3. The one or more scanning beams mentioned above are a single scanning beam. The image forming apparatus according to claim 1 or 2, wherein the number of consecutive scan lines is equal to the number of reflective surfaces of a rotating polyhedron that reflects one scan light in the scanning means.

4. The one or more scanning beams are multiple scanning beams, The image forming apparatus according to any one of claims 1 to 3, wherein the number of consecutive scan lines is equal to the number of scan lights.

5. The one or more scanning beams are multiple scanning beams, The image forming apparatus according to any one of claims 1 to 3, wherein the number of consecutive scan lines is equal to the number obtained by multiplying the number of reflective surfaces of a rotating polyhedron that reflects the plurality of scan lights in the scanning means by the number of scan lights.

6. Photoreceptor and A scanning means that, based on an image signal, scans the photoreceptor in the main scanning direction with one or more scanning lights, and repeats this process in a sub-scanning direction perpendicular to the main scanning direction, thereby forming an electrostatic latent image on the photoreceptor with multiple scanning lines. A generation means that generates the image signal by performing halftone processing on the image data, Equipped with, In the aforementioned halftone processing, the exposure area of ​​the photoreceptor is enlarged from starting points periodically arranged in the sub-scanning direction and the main scanning direction, depending on the density of the image to be formed. The scanning start position of the photoreceptor by the plurality of scanning lines is periodically displaced along the sub-scanning direction in the main scanning direction, An image forming apparatus in which the phase of the halftone processing in the sub-scanning direction is set such that the starting point of the exposure region exposed by the last first scan line of one cycle of the periodically displaced scanning start position is the same as the starting point of the exposure region exposed by the second scan line following the first scan line in the sub-scanning direction.

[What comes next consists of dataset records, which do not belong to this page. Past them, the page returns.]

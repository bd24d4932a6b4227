//! Basic enumerations shared by accounts, entries and reports

use serde::{Deserialize, Serialize};

/// Account type enumeration
#[derive(Debug, Clone, Copy, PartialEq, Eq, Hash, Serialize, Deserialize)]
#[serde(rename_all = "lowercase")]
pub enum AccountType {
    /// Cash, receivables, inventory, fixed assets
    Asset,
    /// Payables, loans, accrued salaries
    Liability,
    /// Capital and retained earnings
    Equity,
    /// Sales and other income
    Revenue,
    /// Cost of sales and operating expenses
    Expense,
}

impl AccountType {
    /// Side that increases an account of this type
    pub fn natural_balance(&self) -> BalanceType {
        match self {
            AccountType::Asset | AccountType::Expense => BalanceType::Debit,
            AccountType::Liability | AccountType::Equity | AccountType::Revenue => BalanceType::Credit,
        }
    }
}

impl Default for AccountType {
    fn default() -> Self {
        AccountType::Asset
    }
}

impl std::str::FromStr for AccountType {
    type Err = String;
    fn from_str(s: &str) -> Result<Self, Self::Err> {
        match s.trim().to_lowercase().as_str() {
            "asset" | "assets" => Ok(AccountType::Asset),
            "liability" | "liabilities" => Ok(AccountType::Liability),
            "equity" => Ok(AccountType::Equity),
            "revenue" | "income" => Ok(AccountType::Revenue),
            "expense" | "expenses" => Ok(AccountType::Expense),
            _ => Err(format!("Invalid account type: {}", s)),
        }
    }
}

impl std::fmt::Display for AccountType {
    fn fmt(&self, f: &mut std::fmt::Formatter<'_>) -> std::fmt::Result {
        match self {
            AccountType::Asset => write!(f, "asset"),
            AccountType::Liability => write!(f, "liability"),
            AccountType::Equity => write!(f, "equity"),
            AccountType::Revenue => write!(f, "revenue"),
            AccountType::Expense => write!(f, "expense"),
        }
    }
}

/// Natural side of an account
#[derive(Debug, Clone, Copy, PartialEq, Eq, Serialize, Deserialize)]
#[serde(rename_all = "lowercase")]
pub enum BalanceType {
    Debit,
    Credit,
}

impl std::fmt::Display for BalanceType {
    fn fmt(&self, f: &mut std::fmt::Formatter<'_>) -> std::fmt::Result {
        match self {
            BalanceType::Debit => write!(f, "debit"),
            BalanceType::Credit => write!(f, "credit"),
        }
    }
}

/// Journal entry status
#[derive(Debug, Clone, Copy, PartialEq, Eq, Serialize, Deserialize)]
#[serde(rename_all = "lowercase")]
pub enum EntryStatus {
    Draft,
    Posted,
}

impl Default for EntryStatus {
    fn default() -> Self {
        EntryStatus::Draft
    }
}

impl std::str::FromStr for EntryStatus {
    type Err = String;
    fn from_str(s: &str) -> Result<Self, Self::Err> {
        match s.trim().to_lowercase().as_str() {
            "draft" => Ok(EntryStatus::Draft),
            "posted" => Ok(EntryStatus::Posted),
            _ => Err(format!("Invalid entry status: {}", s)),
        }
    }
}

impl std::fmt::Display for EntryStatus {
    fn fmt(&self, f: &mut std::fmt::Formatter<'_>) -> std::fmt::Result {
        match self {
            EntryStatus::Draft => write!(f, "draft"),
            EntryStatus::Posted => write!(f, "posted"),
        }
    }
}

/// Financial statement section a journal entry is classified under.
///
/// Stored as a plain tag; aliases used by older rows (`income`, `cogs`,
/// `fixed_asset`, `loan`, `capital`, ...) map onto the canonical variants and
/// unknown tags are kept verbatim in `Other`.
#[derive(Debug, Clone, PartialEq, Eq, Hash)]
pub enum StatementSection {
    Revenue,
    CostOfSales,
    OperatingExpense,
    OtherIncome,
    FinancingCost,
    CurrentAsset,
    NonCurrentAsset,
    CurrentLiability,
    NonCurrentLiability,
    Equity,
    Operating,
    Investing,
    Financing,
    Other(String),
}

impl StatementSection {
    /// Canonical tag
    pub fn as_str(&self) -> &str {
        match self {
            StatementSection::Revenue => "revenue",
            StatementSection::CostOfSales => "cost_of_sales",
            StatementSection::OperatingExpense => "operating_expense",
            StatementSection::OtherIncome => "other_income",
            StatementSection::FinancingCost => "financing_cost",
            StatementSection::CurrentAsset => "current_asset",
            StatementSection::NonCurrentAsset => "non_current_asset",
            StatementSection::CurrentLiability => "current_liability",
            StatementSection::NonCurrentLiability => "non_current_liability",
            StatementSection::Equity => "equity",
            StatementSection::Operating => "operating",
            StatementSection::Investing => "investing",
            StatementSection::Financing => "financing",
            StatementSection::Other(tag) => tag.as_str(),
        }
    }

    /// Parse a stored tag. Never fails: unknown tags become `Other`.
    pub fn from_tag(tag: &str) -> Self {
        match tag.trim().to_lowercase().replace('-', "_").as_str() {
            "revenue" | "income" | "sales" => StatementSection::Revenue,
            "cost_of_sales" | "cogs" | "cost_of_goods_sold" => StatementSection::CostOfSales,
            "operating_expense" | "expense" | "expenses" => StatementSection::OperatingExpense,
            "other_income" => StatementSection::OtherIncome,
            "financing_cost" | "financing_costs" | "interest" => StatementSection::FinancingCost,
            "current_asset" | "current_assets" => StatementSection::CurrentAsset,
            "non_current_asset" | "non_current_assets" | "fixed_asset" | "fixed_assets" => {
                StatementSection::NonCurrentAsset
            }
            "current_liability" | "current_liabilities" => StatementSection::CurrentLiability,
            "non_current_liability" | "non_current_liabilities" | "long_term_liability" => {
                StatementSection::NonCurrentLiability
            }
            "equity" | "capital" => StatementSection::Equity,
            "operating" => StatementSection::Operating,
            "investing" => StatementSection::Investing,
            "financing" | "loan" | "loans" => StatementSection::Financing,
            _ => StatementSection::Other(tag.trim().to_string()),
        }
    }

    /// Account type whose lines carry this section's amount.
    ///
    /// Cash flow activity tags have none: the cash flow statement reads the
    /// lines on cash accounts instead.
    pub fn account_family(&self) -> Option<AccountType> {
        match self {
            StatementSection::Revenue | StatementSection::OtherIncome => Some(AccountType::Revenue),
            StatementSection::CostOfSales
            | StatementSection::OperatingExpense
            | StatementSection::FinancingCost => Some(AccountType::Expense),
            StatementSection::CurrentAsset | StatementSection::NonCurrentAsset => Some(AccountType::Asset),
            StatementSection::CurrentLiability | StatementSection::NonCurrentLiability => {
                Some(AccountType::Liability)
            }
            StatementSection::Equity => Some(AccountType::Equity),
            StatementSection::Operating
            | StatementSection::Investing
            | StatementSection::Financing
            | StatementSection::Other(_) => None,
        }
    }
}

impl Default for StatementSection {
    fn default() -> Self {
        StatementSection::Other(String::new())
    }
}

impl std::fmt::Display for StatementSection {
    fn fmt(&self, f: &mut std::fmt::Formatter<'_>) -> std::fmt::Result {
        write!(f, "{}", self.as_str())
    }
}

impl Serialize for StatementSection {
    fn serialize<S: serde::Serializer>(&self, serializer: S) -> Result<S::Ok, S::Error> {
        serializer.serialize_str(self.as_str())
    }
}

impl<'de> Deserialize<'de> for StatementSection {
    fn deserialize<D: serde::Deserializer<'de>>(deserializer: D) -> Result<Self, D::Error> {
        let tag = String::deserialize(deserializer)?;
        Ok(StatementSection::from_tag(&tag))
    }
}

#[cfg(test)]
mod tests {
    use super::*;

    #[test]
    fn test_account_type_from_str() {
        assert_eq!("asset".parse::<AccountType>().unwrap(), AccountType::Asset);
        assert_eq!("Liabilities".parse::<AccountType>().unwrap(), AccountType::Liability);
        assert_eq!("income".parse::<AccountType>().unwrap(), AccountType::Revenue);
        assert!("bogus".parse::<AccountType>().is_err());
    }

    #[test]
    fn test_natural_balance() {
        assert_eq!(AccountType::Asset.natural_balance(), BalanceType::Debit);
        assert_eq!(AccountType::Expense.natural_balance(), BalanceType::Debit);
        assert_eq!(AccountType::Revenue.natural_balance(), BalanceType::Credit);
        assert_eq!(AccountType::Equity.natural_balance(), BalanceType::Credit);
    }

    #[test]
    fn test_section_aliases() {
        assert_eq!(StatementSection::from_tag("income"), StatementSection::Revenue);
        assert_eq!(StatementSection::from_tag("COGS"), StatementSection::CostOfSales);
        assert_eq!(StatementSection::from_tag("fixed_asset"), StatementSection::NonCurrentAsset);
        assert_eq!(StatementSection::from_tag("capital"), StatementSection::Equity);
        assert_eq!(StatementSection::from_tag("loan"), StatementSection::Financing);
        assert_eq!(
            StatementSection::from_tag("memo"),
            StatementSection::Other("memo".to_string())
        );
    }

    #[test]
    fn test_section_serde_uses_tags() {
        let json = serde_json::to_string(&StatementSection::CostOfSales).unwrap();
        assert_eq!(json, "\"cost_of_sales\"");
        let parsed: StatementSection = serde_json::from_str("\"interest\"").unwrap();
        assert_eq!(parsed, StatementSection::FinancingCost);
    }
}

7. The one or more scanning beams mentioned above are a single scanning beam. The image forming apparatus according to claim 6, wherein the number of scan lines included in one period is equal to the number of reflective surfaces of a rotating polyhedron that reflects one scan light in the scanning means.

8. The one or more scanning beams are multiple scanning beams, The image forming apparatus according to claim 6, wherein the number of scan lines included in one period is equal to the number of scan lights.

9. The one or more scanning beams are multiple scanning beams, The image forming apparatus according to claim 6, wherein the number of scan lines included in one period is equal to the number obtained by multiplying the number of reflective surfaces of a polyhedron that reflects the plurality of scan lights in the scanning means by the number of the plurality of scan lights.

10. The system further includes storage means for storing correction information for correcting the scanning start position using one or more scanning lights, The image forming apparatus according to any one of claims 6 to 9, wherein the correction information is set such that the scanning start position by the scanning line included in one period is linearly displaced in the main scanning direction along the sub-scanning direction.